- **WHAT YOU WILL DO**: For each line in the records that contains "counter", make a copy.

[Collected data]
···
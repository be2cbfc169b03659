//! Per-session controller: launch, wait for ready, submit the goal, then
//! observe and act until the session ends.

use crate::buffer::OutputBuffer;
use parking_lot::Mutex;
use pilot_core::{
    AgentStatus, ControllerError, ControllerEvent, LogEntry, LogKind, Observation, ObservedState,
    ObserverAction, SessionOptions, SessionResult, TerminalStatus,
};
use pilot_observer::ansi::{last_non_empty_lines, strip_ansi};
use pilot_observer::heuristics::approval_marker;
use pilot_observer::StateObserver;
use pilot_pty::{DataCallback, PtyError, PtyHandle, PtyOptions, PtySpawner};
use serde::Deserialize;
use std::collections::{HashMap, VecDeque};
use std::path::PathBuf;
use std::sync::atomic::{AtomicBool, Ordering};
use std::sync::Arc;
use std::time::Duration;
use tokio::sync::{mpsc, Notify};
use tokio::time::Instant;
use tracing::{debug, info, warn};

pub const SUBMIT_KEY: &str = "\r";
pub const APPROVE_KEYS: &str = "y\r";
pub const REJECT_KEYS: &str = "n\r";

#[derive(Debug, Clone, Deserialize, PartialEq)]
#[serde(default)]
pub struct ControllerSettings {
    pub shell: String,
    /// Command typed into the shell to start the interactive CLI.
    pub cli_command: String,
    pub exit_command: String,
    pub cols: u16,
    pub rows: u16,
    pub env: HashMap<String, String>,
    pub poll_interval_ms: u64,
    pub startup_timeout_ms: u64,
    /// Used when a spawn request carries no timeout of its own.
    pub default_timeout_ms: u64,
    pub submit_delay_ms: u64,
    pub approval_pause_ms: u64,
    pub flush_delay_ms: u64,
    pub idle_polls_before_confirm: u32,
    /// Trailing lines searched for a prompt that is still on screen after it was answered.
    pub prompt_window_lines: usize,
    pub buffer_cap_chars: usize,
    pub log_tail_lines: usize,
    pub output_tail_lines: usize,
}
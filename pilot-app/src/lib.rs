//! `pilotd`: supervises interactive coding CLIs over pseudo-terminals and
//! speaks newline-delimited JSON on stdin/stdout.

pub mod config;
pub mod daemon;
pub mod protocol;
pub mod telemetry;
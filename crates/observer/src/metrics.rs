//! Metrics instrumentation for classification.

use std::time::Instant;

pub fn record_classification_latency(duration_ms: f64) {
    metrics::histogram!("observer_classification_latency", duration_ms);
}

pub fn increment_heuristic_hits() {
    metrics::counter!("observer_heuristic_hits", 1);
}

pub fn increment_llm_calls() {
    metrics::counter!("observer_llm_calls", 1);
}

/// A semantic call failed or returned garbage and the safe reading was used.
pub fn increment_fallbacks() {
    metrics::counter!("observer_fallbacks", 1);
}

/// RAII timer for automatic metric recording.
pub struct MetricTimer {
    start: Instant,
}

impl MetricTimer {
    pub fn new() -> Self {
        Self {
            start: Instant::now(),
        }
    }
}

impl Default for MetricTimer {
    fn default() -> Self {
        Self::new()
    }
}

impl Drop for MetricTimer {
    fn drop(&mut self) {
        record_classification_latency(self.start.elapsed().as_secs_f64() * 1000.0);
    }
}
···
- **EXERCISE OUTPUT**:
    metrics::counter!("observer_heuristic_hits", 1);
    metrics::counter!("observer_llm_calls", 1);
    metrics::counter!("observer_fallbacks", 1);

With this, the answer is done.